Find the line holding "normalize_link(normalizer: &Normalizer<'_>, value: &Value)" in the entries below. Give it again exactly, along with every line after it up to and including the line holding "if let Some(id)".

Extracted data entries:
━━━━━━━━━━━━━━━━

use serde_json::{Map, Value};

use crate::normalizer::Normalizer;

const IMAGE_BASE_KEYS: &[&str] = &["url", "alt", "copyright", "dimensions", "edit"];

/// Image derivative generation. Every method defaults to a deferred `null`.
pub trait ImageTransform: Send + Sync {
    fn fixed(&self, _image: &Value) -> Value {
        Value::Null
    }

    fn fluid(&self, _image: &Value) -> Value {
        Value::Null
    }

    fn local_file(&self, _image: &Value) -> Value {
        Value::Null
    }
}

#[derive(Debug, Clone, Copy, Default)]
pub struct DeferredImages;

impl ImageTransform for DeferredImages {}

pub fn normalize_link(normalizer: &Normalizer<'_>, value: &Value) -> Value {
    let Some(raw) = value.as_object() else {
        return value.clone();
    };
    let mut link = raw.clone();
    let link_type = raw.get("link_type").and_then(Value::as_str).unwrap_or_default();

    let local_file = match link_type {
        "Document" => {
            let is_broken = raw.get("isBroken").and_then(Value::as_bool).unwrap_or(false);
            if let Some(id) = raw.get("id").and_then(Value::as_str).filter(|_| !is_broken) {
                link.insert("document".to_string(), Value::String(id.to_string()));
                if let Some(target) = normalizer.batch_document(id) {
                    let url = (normalizer.resolvers().link_resolver)(target);
                    link.insert("url".to_string(), Value::String(url));
                }
            }
            Value::Null
        }
        "Media" => match raw.get("url").and_then(Value::as_str) {
            Some(url) => serde_json::json!({ "publicURL": url }),
            None => Value::Null,
        },
        _ => Value::Null,
    };

    link.insert("localFile".to_string(), local_file);
    link.insert("raw".to_string(), value.clone());
    Value::Object(link)
}

pub fn normalize_image(normalizer: &Normalizer<'_>, value: &Value) -> Value {
    let Some(raw) = value.as_object() else {
        return value.clone();
    };
    let transform = &normalizer.resolvers().image_transform;

    let mut image = Map::new();
    let mut thumbnails = Map::new();
    for (key, field) in raw {
        if !IMAGE_BASE_KEYS.contains(&key.as_str()) && is_image_shaped(field) {
            thumbnails.insert(key.clone(), normalize_image(normalizer, field));
        } else {
            image.insert(key.clone(), field.clone());
        }
    }
    for key in ["url", "alt", "copyright", "dimensions"] {
        image.entry(key).or_insert(Value::Null);
    }

    image.insert("fixed".to_string(), transform.fixed(value));
    image.insert("fluid".to_string(), transform.fluid(value));
    image.insert("localFile".to_string(), transform.local_file(value));
    image.insert("thumbnails".to_string(), Value::Object(thumbnails));
    Value::Object(image)
}

fn is_image_shaped(value: &Value) -> bool {
    value
        .as_object()
        .map(|fields| fields.contains_key("url"))
        .unwrap_or(false)
}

━━━━━━━━━━━━━━━━

Exercise output:
pub fn normalize_link(normalizer: &Normalizer<'_>, value: &Value) -> Value {
    let Some(raw) = value.as_object() else {
        return value.clone();
    };
    let mut link = raw.clone();
    let link_type = raw.get("link_type").and_then(Value::as_str).unwrap_or_default();

    let local_file = match link_type {
        "Document" => {
            let is_broken = raw.get("isBroken").and_then(Value::as_bool).unwrap_or(false);
            if let Some(id) = raw.get("id").and_then(Value::as_str).filter(|_| !is_broken) {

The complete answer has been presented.